The first big question to ask is whether even ValueAct can drive change inside a company that has run itself as it sees fit for two decades. The second question to ask, and perhaps the even more important question, is whether ValueAct’s entrance here will be joined by additional activist investors who want to jump on the coattails for a ride.
Steve Ballmer has been criticized sharply for the stock doing nothing under his tenure. The rise of Apple Inc. (NASDAQ: AAPL) and Google Inc. (NASDAQ: GOOG) have come at a time when Microsoft faces a rapidly declining PC market. Part of that declining PC market is said to be tied to consumers not wanting Windows 8.
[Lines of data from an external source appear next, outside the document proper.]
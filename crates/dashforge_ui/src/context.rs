//! Application context
//!
//! Explicit dependency injection for host applications: plugins publish
//! shared values under typed keys, and components look them up through the
//! accessor functions that pair with each key.

use std::any::{Any, TypeId};
use std::marker::PhantomData;
use std::sync::Arc;

use rustc_hash::FxHashMap;

type Shared = Arc<dyn Any + Send + Sync>;

/// Typed key under which a value of type `T` is published.
///
/// Keys are identified by their value type together with their name.
pub struct InjectionKey<T> {
    name: &'static str,
    _marker: PhantomData<fn() -> T>,
}

impl<T> InjectionKey<T> {
    pub const fn new(name: &'static str) -> Self {
        Self {
            name,
            _marker: PhantomData,
        }
    }

    pub fn name(&self) -> &'static str {
        self.name
    }
}

/// Values provided to one application instance
#[derive(Default)]
pub struct AppContext {
    provided: FxHashMap<(TypeId, &'static str), Shared>,
    globals: FxHashMap<String, Shared>,
}

/// An installable extension of an [`AppContext`]
pub trait Plugin {
    fn install(&self, app: &mut AppContext);
}

impl AppContext {
    pub fn new() -> Self {
        Self::default()
    }

    /// Install a plugin into this application
    pub fn use_plugin(&mut self, plugin: &impl Plugin) -> &mut Self {
        plugin.install(self);
        self
    }

    /// Publish `value` under `key`, replacing any previous value
    pub fn provide<T: Any + Send + Sync>(&mut self, key: &InjectionKey<T>, value: Arc<T>) {
        self.provided.insert((TypeId::of::<T>(), key.name), value);
    }

    pub fn inject<T: Any + Send + Sync>(&self, key: &InjectionKey<T>) -> Option<Arc<T>> {
        self.provided
            .get(&(TypeId::of::<T>(), key.name))
            .cloned()
            .and_then(|value| value.downcast::<T>().ok())
    }

    /// Publish a convenience alias reachable by name
    pub fn set_global<T: Any + Send + Sync>(&mut self, name: impl Into<String>, value: Arc<T>) {
        self.globals.insert(name.into(), value);
    }

    pub fn global<T: Any + Send + Sync>(&self, name: &str) -> Option<Arc<T>> {
        self.globals
            .get(name)
            .cloned()
            .and_then(|value| value.downcast::<T>().ok())
    }
}

#[cfg(test)]
mod tests {
    use super::*;

    const COUNT: InjectionKey<u32> = InjectionKey::new("count");
    const LABEL: InjectionKey<String> = InjectionKey::new("count");

    #[test]
    fn keys_with_same_name_but_different_types_do_not_collide() {
        let mut app = AppContext::new();
        app.provide(&COUNT, Arc::new(3));
        app.provide(&LABEL, Arc::new("three".to_string()));

        assert_eq!(app.inject(&COUNT).as_deref(), Some(&3));
        assert_eq!(app.inject(&LABEL).as_deref().map(String::as_str), Some("three"));
    }

    #[test]
    fn missing_values_inject_none() {
        let app = AppContext::new();
        assert!(app.inject(&COUNT).is_none());
        assert!(app.global::<u32>("$count").is_none());
    }
}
It is worth noting that no 13D filings have been submitted as of yet through the SEC and Edgar. Until then, we consider this a rumor, but in all fairness it is almost surprising that Microsoft has not come under more attack from activists. Note that there is a growing activist investor bubble, and if this comes out to be the case, then close to some $1 trillion worth of companies would be under the current and recent focus of the activist investor community.
Microsoft shares are up about 3.6% at $30.84 in active trading on Monday. Microsoft has a 3.1% dividend yield as of now.